**TO DO:** Please copy the lines below exactly, from the first one through the line showing "pub const COURSE_CREDITS: f64 = 3.0;".

**Collection entries:**

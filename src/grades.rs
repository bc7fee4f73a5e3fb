use std::fmt;
use std::str::FromStr;

use serde::{Deserialize, Serialize};

use crate::error::ResultsError;

/// Credit weight carried by every course.
pub const COURSE_CREDITS: f64 = 3.0;

/// Courses assumed per semester when a semester has no data at all.
pub const COURSES_PER_SEMESTER: u8 = 5;

/// Grade point of B-. Originals strictly below this may be improved.
pub const IMPROVEMENT_THRESHOLD: f64 = 2.75;

#[derive(Debug, Clone, Copy, PartialEq, Eq, Hash, PartialOrd, Ord, Serialize, Deserialize)]
pub enum GradeLetter {
    #[serde(rename = "A+")]
    APlus,
    #[serde(rename = "A")]
    A,
    #[serde(rename = "A-")]
    AMinus,
    #[serde(rename = "B+")]
    BPlus,
    #[serde(rename = "B")]
    B,
    #[serde(rename = "B-")]
    BMinus,
    #[serde(rename = "C+")]
    CPlus,
    #[serde(rename = "C")]
    C,
    #[serde(rename = "D")]
    D,
    #[serde(rename = "F")]
    F,
}

impl GradeLetter {
    pub const ALL: [GradeLetter; 10] = [
        GradeLetter::APlus,
        GradeLetter::A,
        GradeLetter::AMinus,
        GradeLetter::BPlus,
        GradeLetter::B,
        GradeLetter::BMinus,
        GradeLetter::CPlus,
        GradeLetter::C,
        GradeLetter::D,
        GradeLetter::F,
    ];

    /// Canonical scale: A+ 4.00 down to D 2.00 in quarter steps, F 0.00.
    pub fn point(self) -> f64 {
        match self {
            GradeLetter::APlus => 4.00,
            GradeLetter::A => 3.75,
            GradeLetter::AMinus => 3.50,
            GradeLetter::BPlus => 3.25,
            GradeLetter::B => 3.00,
            GradeLetter::BMinus => 2.75,
            GradeLetter::CPlus => 2.50,
            GradeLetter::C => 2.25,
            GradeLetter::D => 2.00,
            GradeLetter::F => 0.00,
        }
    }

    pub fn as_str(self) -> &'static str {
        match self {
            GradeLetter::APlus => "A+",
            GradeLetter::A => "A",
            GradeLetter::AMinus => "A-",
            GradeLetter::BPlus => "B+",
            GradeLetter::B => "B",
            GradeLetter::BMinus => "B-",
            GradeLetter::CPlus => "C+",
            GradeLetter::C => "C",
            GradeLetter::D => "D",
            GradeLetter::F => "F",
        }
    }

    /// Reads a grade cell as stored in a result table. Blank cells and the
    /// usual placeholders come back as `Ok(None)`.
    pub fn parse_cell(raw: &str) -> Result<Option<GradeLetter>, ResultsError> {
        let trimmed = raw.trim();
        if is_placeholder(trimmed) {
            return Ok(None);
        }
        trimmed.parse().map(Some)
    }
}

impl fmt::Display for GradeLetter {
    fn fmt(&self, f: &mut fmt::Formatter<'_>) -> fmt::Result {
        f.write_str(self.as_str())
    }
}

impl FromStr for GradeLetter {
    type Err = ResultsError;

    fn from_str(s: &str) -> Result<Self, Self::Err> {
        let normalized = s.trim().to_ascii_uppercase();
        GradeLetter::ALL
            .into_iter()
            .find(|letter| letter.as_str() == normalized)
            .ok_or_else(|| ResultsError::InvalidGrade(s.to_string()))
    }
}

fn is_placeholder(value: &str) -> bool {
    value.is_empty()
        || value == "-"
        || value.eq_ignore_ascii_case("n/a")
        || value.eq_ignore_ascii_case("na")
        || value.eq_ignore_ascii_case("null")
}

/// Grade point of arbitrary grade text. Unknown or empty text is 0.00.
pub fn grade_point(letter: &str) -> f64 {
    letter
        .parse::<GradeLetter>()
        .map(GradeLetter::point)
        .unwrap_or(0.0)
}

/// Point of an optional letter, treating a missing grade as 0.00.
pub fn point_of(letter: Option<GradeLetter>) -> f64 {
    letter.map(GradeLetter::point).unwrap_or(0.0)
}

pub fn round3(value: f64) -> f64 {
    if !value.is_finite() {
        return 0.0;
    }
    (value * 1000.0).round() / 1000.0
}

/// Weighted average rounded to three places; zero weight yields 0.000.
pub fn weighted_average(points: f64, credits: f64) -> f64 {
    if credits <= 0.0 {
        0.0
    } else {
        round3(points / credits)
    }
}

pub fn is_improvement_eligible(original: Option<GradeLetter>) -> bool {
    match original {
        None => true,
        Some(letter) => letter == GradeLetter::F || letter.point() < IMPROVEMENT_THRESHOLD,
    }
}

/// Applies one improvement sitting to the currently effective grade.
/// Returns the new effective grade and whether the improvement took.
pub fn apply_improvement(
    original: Option<GradeLetter>,
    current: Option<GradeLetter>,
    improvement: GradeLetter,
) -> (Option<GradeLetter>, bool) {
    let accept = match (original, current) {
        (None, None) => true,
        (None, Some(applied)) => improvement.point() > applied.point(),
        (Some(_), _) if !is_improvement_eligible(original) => false,
        (Some(_), applied) => improvement.point() > point_of(applied),
    };
    if accept {
        (Some(improvement), true)
    } else {
        (current, false)
    }
}

#[cfg(test)]
mod tests {
    use super::*;

    #[test]
    fn every_letter_maps_into_range() {
        for letter in GradeLetter::ALL {
            let point = grade_point(letter.as_str());
            assert!((0.0..=4.0).contains(&point), "{letter} -> {point}");
        }
    }

    #[test]
    fn unknown_and_empty_letters_are_zero() {
        assert_eq!(grade_point(""), 0.0);
        assert_eq!(grade_point("E"), 0.0);
        assert_eq!(grade_point("N/A"), 0.0);
    }

    #[test]
    fn parsing_is_case_and_space_insensitive() {
        assert_eq!(" a- ".parse::<GradeLetter>().unwrap(), GradeLetter::AMinus);
        assert_eq!("b+".parse::<GradeLetter>().unwrap(), GradeLetter::BPlus);
        assert!("Z".parse::<GradeLetter>().is_err());
    }

    #[test]
    fn placeholder_cells_are_absent() {
        assert_eq!(GradeLetter::parse_cell("N/A").unwrap(), None);
        assert_eq!(GradeLetter::parse_cell("  ").unwrap(), None);
        assert_eq!(GradeLetter::parse_cell("A+").unwrap(), Some(GradeLetter::APlus));
        assert!(GradeLetter::parse_cell("X").is_err());
    }

    #[test]
    fn rounding_is_idempotent() {
        let once = round3(3.14159);
        assert_eq!(once, 3.142);
        assert_eq!(round3(once), once);
        assert_eq!(round3(f64::NAN), 0.0);
        assert_eq!(weighted_average(10.0, 0.0), 0.0);
    }

    #[test]
    fn f_is_always_eligible_and_b_minus_is_not() {
        assert!(is_improvement_eligible(Some(GradeLetter::F)));
        assert!(is_improvement_eligible(Some(GradeLetter::CPlus)));
        assert!(is_improvement_eligible(None));
        assert!(!is_improvement_eligible(Some(GradeLetter::BMinus)));
        assert!(!is_improvement_eligible(Some(GradeLetter::A)));
    }

    #[test]
    fn improvement_replaces_failed_grade() {
        let (effective, applied) =
            apply_improvement(Some(GradeLetter::F), Some(GradeLetter::F), GradeLetter::BMinus);
        assert_eq!(effective, Some(GradeLetter::BMinus));
        assert!(applied);
    }

    #[test]
    fn improvement_never_lowers_a_grade() {
        for original in GradeLetter::ALL {
            for improvement in GradeLetter::ALL {
                let (effective, _) =
                    apply_improvement(Some(original), Some(original), improvement);
                assert!(point_of(effective) >= original.point());
            }
        }
    }

    #[test]
    fn improvement_fills_missing_regular_grade() {
        let (effective, applied) = apply_improvement(None, None, GradeLetter::D);
        assert_eq!(effective, Some(GradeLetter::D));
        assert!(applied);
    }
}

**TASK RESULT:**
filename src/grades.rs
repository bc7fee4f73a5e3fb
use std::fmt;
use std::str::FromStr;

use serde::{Deserialize, Serialize};

use crate::error::ResultsError;

/// Credit weight carried by every course.
pub const COURSE_CREDITS: f64 = 3.0;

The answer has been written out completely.